Edgar Allan Poe weiß nun um seine wahre Identität. Er ist selbst der große Dichter, den alle Welt für tot hält. Und gerade das ist das Problem. Sollte er damit an die Öffentlichkeit gehen, würde man ihn wieder für verrückt erklären und einsperren. Poe beschließt, mit Leonie ein neues Leben zu beginnen und hält um ihre Hand an.

Gemeinsam suchen sie eine Überfahrt nach England, doch eine grauenhafte Seuche an Bord zwingt sie dazu, vom Schiff zurück an Land zu fliehen. Poe versucht sich indes an neuen Kurzgeschichten und Gedichten, doch das Schicksal holt ihn abermals ein, als ein Leser seines Werkes den gebeutelten Mann beschuldigt, billige Plagiate des großen Dichters Edgar Allan Poe zu fabrizieren.
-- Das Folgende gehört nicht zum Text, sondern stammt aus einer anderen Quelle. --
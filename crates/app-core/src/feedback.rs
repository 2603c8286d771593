//! Shopper feedback

use crate::models::Ack;
use api_client::descriptor::{MockEnv, RequestDescriptor};
use api_client::{ApiError, ApiRequest, RawResponse, Result};
use serde::{Deserialize, Serialize};

/// Longest message accepted
pub const MAX_MESSAGE_LEN: usize = 1000;

/// A rating with a comment
#[derive(Debug, Clone, PartialEq, Eq, Serialize, Deserialize)]
#[serde(rename_all = "camelCase")]
pub struct FeedbackInput {
    /// Stars, 1 to 5
    pub rating: u8,
    /// Free text
    pub message: String,
    /// Order the feedback is about
    #[serde(skip_serializing_if = "Option::is_none")]
    pub order_id: Option<String>,
}

/// `POST /feedback`
#[derive(Debug, Clone, Copy, Default)]
pub struct SubmitFeedback;

impl RequestDescriptor for SubmitFeedback {
    type Input = FeedbackInput;
    type Output = Ack;
    const NAME: &'static str = "feedback.submit";

    fn validate(&self, input: &FeedbackInput) -> Result<()> {
        if !(1..=5).contains(&input.rating) {
            return Err(ApiError::validation("Rating must be between 1 and 5"));
        }
        let message = input.message.trim();
        if message.is_empty() {
            return Err(ApiError::validation("Please tell us a little more"));
        }
        if message.chars().count() > MAX_MESSAGE_LEN {
            return Err(ApiError::validation(format!(
                "Feedback must be at most {} characters",
                MAX_MESSAGE_LEN
            )));
        }
        Ok(())
    }

    fn mock(&self, _input: &FeedbackInput, _env: &MockEnv) -> Result<Ack> {
        Ok(Ack::new("Thank you for your feedback!"))
    }

    fn request(&self, input: &FeedbackInput) -> Result<ApiRequest> {
        ApiRequest::post("/feedback").json(input)
    }

    fn normalize(&self, response: &RawResponse) -> Result<Ack> {
        Ack::from_response(response, "Thank you for your feedback!")
    }
}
Gerade erst dem teuflischen Dr. Baker entronnen und sich seiner eigenen Identität bewusst, muss Poe erkennen, dass er trotz allem lebendig begraben ist in seinem neuen Leben …

_Meine Meinung:_

Ruhig und besonnen beginnt die neue Staffel der Erfolgsserie „Edgar Allan Poe“, die mit dieser Folge den zweiten großen Handlungsstrang beginnt. Damit, dass Poe in Episode 25 seine wahre Identität erfährt und die Gefahr durch Dr. Baker gebannt wurde, ist der erste große Handlungsbogen abgeschlossen, der stark komprimiert auch als |Bastei Lübbe|-Taschenbuch unter dem Titel „Lebendig begraben“ erhältlich ist. Daher bildet „Die Flaschenpost“ für Neueinsteiger die ideale Startfolge.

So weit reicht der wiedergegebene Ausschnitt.